In the entries below, how many lines contain the word "содержат"? State the number and nothing more.

Items from a dataset:
◇ ◇ ◇ ◇ ◇

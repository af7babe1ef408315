//! Scenario catalogue of the city landing page.
//!
//! Every scenario starts on the baseline page at the configured viewport.

use crate::carousel::Direction;
use crate::harness::{Scenario, ScenarioContext, ScenarioFuture};
use crate::main_page::{random_titles, FeedSection};
use std::time::Duration;

/// Header navigation labels in display order
pub const HEADER_NAVIGATION_ITEMS: [&str; 9] = [
    "Сертификаты",
    "Концерты",
    "Театр",
    "Детям",
    "Спорт",
    "Стендап",
    "Катки",
    "Выставки",
    "ЕщёКиноПушкинская картаСкидкиЭкскурсииШоуКвестыМюзиклы",
];

/// Cards the top block shows
pub const TOP_BLOCK_CARDS: usize = 10;
/// Cards per feed row
pub const FEED_COLUMNS: u32 = 3;
/// Leading cards checked in every feed
pub const CARDS_CHECKED_PER_FEED: usize = 3;
/// Feeds sampled for the "recently viewed" check
pub const VIEWED_FEEDS: usize = 5;

const LONG_SCENARIO: Duration = Duration::from_secs(60);

fn header_navigation_items(ctx: &mut ScenarioContext) -> ScenarioFuture<'_> {
    Box::pin(async move {
        for (index, label) in HEADER_NAVIGATION_ITEMS.iter().enumerate() {
            ctx.page.assert_header_navigation(label, index).await?;
        }
        Ok(())
    })
}

fn header_navigation_hover(ctx: &mut ScenarioContext) -> ScenarioFuture<'_> {
    Box::pin(async move {
        for label in HEADER_NAVIGATION_ITEMS {
            ctx.page.assert_navigation_hover_effect(label).await?;
        }
        Ok(())
    })
}

fn calendar_scrolls_right(ctx: &mut ScenarioContext) -> ScenarioFuture<'_> {
    Box::pin(async move {
        let page = &ctx.page;
        let before = page.visible_calendar_days().await?;
        page.scroll_calendar(Direction::Right).await?;
        let after = page.visible_calendar_days().await?;
        page.assert_calendar_days_changed(&before, &after)
    })
}

fn calendar_scrolls_left(ctx: &mut ScenarioContext) -> ScenarioFuture<'_> {
    Box::pin(async move {
        let page = &ctx.page;
        page.scroll_calendar(Direction::Right).await?;
        let before = page.visible_calendar_days().await?;
        page.scroll_calendar(Direction::Left).await?;
        let after = page.visible_calendar_days().await?;
        page.assert_calendar_days_changed(&before, &after)
    })
}

async fn banner_scrolls(ctx: &ScenarioContext, direction: Direction) -> crate::ProbeResult<()> {
    let page = &ctx.page;
    let before = page.banner_position().await?;
    page.scroll_banner(direction).await?;
    let after = page.banner_position().await?;
    page.assert_banner_position_changed(&before, &after)
}

fn banner_scrolls_right(ctx: &mut ScenarioContext) -> ScenarioFuture<'_> {
    Box::pin(banner_scrolls(ctx, Direction::Right))
}

fn banner_scrolls_left(ctx: &mut ScenarioContext) -> ScenarioFuture<'_> {
    Box::pin(banner_scrolls(ctx, Direction::Left))
}

fn upcoming_title_hover(ctx: &mut ScenarioContext) -> ScenarioFuture<'_> {
    Box::pin(async move {
        let section = FeedSection::Upcoming;
        ctx.page.scroll_to_feed(&section).await?;
        ctx.page.assert_feed_title_hover_color(&section).await
    })
}

fn upcoming_cards_layout(ctx: &mut ScenarioContext) -> ScenarioFuture<'_> {
    Box::pin(async move {
        let section = FeedSection::Upcoming;
        ctx.page.scroll_to_feed(&section).await?;
        ctx.page.assert_feed_cards_layout(&section, FEED_COLUMNS).await
    })
}

fn upcoming_cards_elements(ctx: &mut ScenarioContext) -> ScenarioFuture<'_> {
    Box::pin(async move {
        let section = FeedSection::Upcoming;
        ctx.page.scroll_to_feed(&section).await?;
        for index in 0..CARDS_CHECKED_PER_FEED {
            ctx.page.assert_event_card_elements(&section, index).await?;
        }
        Ok(())
    })
}

fn top_block_card_count(ctx: &mut ScenarioContext) -> ScenarioFuture<'_> {
    Box::pin(async move {
        ctx.page.scroll_to_top_block().await?;
        ctx.page.assert_top_block_cards_count(TOP_BLOCK_CARDS).await
    })
}

fn top_block_scrolls_right(ctx: &mut ScenarioContext) -> ScenarioFuture<'_> {
    Box::pin(async move {
        let page = &ctx.page;
        page.scroll_to_top_block().await?;
        let before = page.top_card_positions().await?;
        page.scroll_top_block(Direction::Right).await?;
        let after = page.top_card_positions().await?;
        page.compare_top_card_positions(&before, &after, Direction::Right)
    })
}

fn top_block_scrolls_left(ctx: &mut ScenarioContext) -> ScenarioFuture<'_> {
    Box::pin(async move {
        let page = &ctx.page;
        page.scroll_to_top_block().await?;
        page.scroll_top_block(Direction::Right).await?;
        let before = page.top_card_positions().await?;
        page.scroll_top_block(Direction::Left).await?;
        let after = page.top_card_positions().await?;
        page.compare_top_card_positions(&before, &after, Direction::Left)
    })
}

fn top_block_cards_elements(ctx: &mut ScenarioContext) -> ScenarioFuture<'_> {
    Box::pin(async move {
        ctx.page.scroll_to_top_block().await?;
        ctx.page.assert_all_top_cards_have_elements().await
    })
}

fn main_feed_cards_layout(ctx: &mut ScenarioContext) -> ScenarioFuture<'_> {
    Box::pin(async move {
        for title in ctx.page.feed_titles().await? {
            let section = FeedSection::Titled(title);
            ctx.page.scroll_to_feed(&section).await?;
            ctx.page.assert_feed_cards_layout(&section, FEED_COLUMNS).await?;
        }
        Ok(())
    })
}

fn main_feed_cards_elements(ctx: &mut ScenarioContext) -> ScenarioFuture<'_> {
    Box::pin(async move {
        for title in ctx.page.feed_titles().await? {
            let section = FeedSection::Titled(title);
            ctx.page.scroll_to_feed(&section).await?;
            for index in 0..CARDS_CHECKED_PER_FEED {
                ctx.page.assert_event_card_elements(&section, index).await?;
            }
        }
        Ok(())
    })
}

fn main_feed_navigation(ctx: &mut ScenarioContext) -> ScenarioFuture<'_> {
    Box::pin(async move {
        let titles = ctx.page.feed_titles().await?;
        ctx.page.check_all_feed_navigations(&titles).await.map(|_| ())
    })
}

fn viewed_block_matches_visits(ctx: &mut ScenarioContext) -> ScenarioFuture<'_> {
    Box::pin(async move {
        let ScenarioContext { page, rng } = ctx;
        let titles = page.feed_titles().await?;
        let picked = random_titles(&titles, VIEWED_FEEDS, rng);
        let visited = page.sample_and_revisit(&picked, rng).await?;
        page.open_baseline().await?;
        page.assert_viewed_events_match(&visited).await
    })
}

/// Every scenario of the landing page suite, in catalogue order
#[must_use]
pub fn main_page_suite() -> Vec<Scenario> {
    vec![
        Scenario::new(
            "header_navigation_items",
            "Наличие всех основных элементов навигации",
            header_navigation_items,
        ),
        Scenario::new(
            "header_navigation_hover",
            "Элементы навигации окрашиваются в серый цвет при наведении",
            header_navigation_hover,
        ),
        Scenario::new(
            "calendar_scrolls_right",
            "Календарь скроллится вправо",
            calendar_scrolls_right,
        ),
        Scenario::new(
            "calendar_scrolls_left",
            "Календарь скроллится влево",
            calendar_scrolls_left,
        ),
        Scenario::new(
            "banner_scrolls_right",
            "Баннер скроллится вправо",
            banner_scrolls_right,
        ),
        Scenario::new(
            "banner_scrolls_left",
            "Баннер скроллится влево",
            banner_scrolls_left,
        ),
        Scenario::new(
            "upcoming_title_hover",
            "Заголовок \"События в ближайшие дни\" окрашивается в красный при наведении",
            upcoming_title_hover,
        ),
        Scenario::new(
            "upcoming_cards_layout",
            "Карточки в \"События в ближайшие дни\" расположены 3 в ряд",
            upcoming_cards_layout,
        ),
        Scenario::new(
            "upcoming_cards_elements",
            "Карточки из \"События в ближайшие дни\" содержат все элементы",
            upcoming_cards_elements,
        ),
        Scenario::new(
            "top_block_card_count",
            "Блок \"Топ\" содержит 10 карточек",
            top_block_card_count,
        ),
        Scenario::new(
            "top_block_scrolls_right",
            "Подборка \"Топ\" скроллится вправо",
            top_block_scrolls_right,
        ),
        Scenario::new(
            "top_block_scrolls_left",
            "Подборка \"Топ\" скроллится влево",
            top_block_scrolls_left,
        ),
        Scenario::new(
            "top_block_cards_elements",
            "Карточки Блока \"Топ\" содержат элементы",
            top_block_cards_elements,
        ),
        Scenario::new(
            "main_feed_cards_layout",
            "Карточки в основном фиде расположены 3 в ряд",
            main_feed_cards_layout,
        ),
        Scenario::new(
            "main_feed_cards_elements",
            "Карточки из основного фида содержат все элементы",
            main_feed_cards_elements,
        )
        .with_timeout(LONG_SCENARIO),
        Scenario::new(
            "main_feed_navigation",
            "Контент в табах основного фида соответствуют названию заголовка",
            main_feed_navigation,
        )
        .with_timeout(LONG_SCENARIO),
        Scenario::new(
            "viewed_block_matches_visits",
            "Блок \"Вы смотрели\" соответствуют просмотренным карточкам",
            viewed_block_matches_visits,
        )
        .with_timeout(LONG_SCENARIO),
    ]
}

/// Scenarios whose name contains `filter`, all of them without one
#[must_use]
pub fn select(suite: &[Scenario], filter: Option<&str>) -> Vec<Scenario> {
    suite
        .iter()
        .filter(|s| filter.map_or(true, |f| s.name.contains(f)))
        .copied()
        .collect()
}

#[cfg(test)]
#[allow(clippy::unwrap_used, clippy::expect_used)]
mod tests {
    use super::*;
    use std::collections::HashSet;

    mod catalogue_tests {
        use super::*;

        #[test]
        fn test_catalogue_shape() {
            let suite = main_page_suite();
            assert_eq!(suite.len(), 17);
            let names: HashSet<_> = suite.iter().map(|s| s.name).collect();
            assert_eq!(names.len(), 17);
            assert!(suite
                .iter()
                .all(|s| s.name.chars().all(|c| c.is_ascii_lowercase() || c == '_')));
        }

        #[test]
        fn test_long_scenarios() {
            let long: Vec<_> = main_page_suite()
                .into_iter()
                .filter(|s| s.timeout == Some(LONG_SCENARIO))
                .map(|s| s.name)
                .collect();
            assert_eq!(
                long,
                vec![
                    "main_feed_cards_elements",
                    "main_feed_navigation",
                    "viewed_block_matches_visits"
                ]
            );
        }

        #[test]
        fn test_select() {
            let suite = main_page_suite();
            assert_eq!(select(&suite, None).len(), 17);
            let top: Vec<_> = select(&suite, Some("top_block")).iter().map(|s| s.name).collect();
            assert_eq!(top.len(), 4);
            assert!(select(&suite, Some("nothing")).is_empty());
        }
    }
}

◇ ◇ ◇ ◇ ◇

YOUR RESPONSE:
3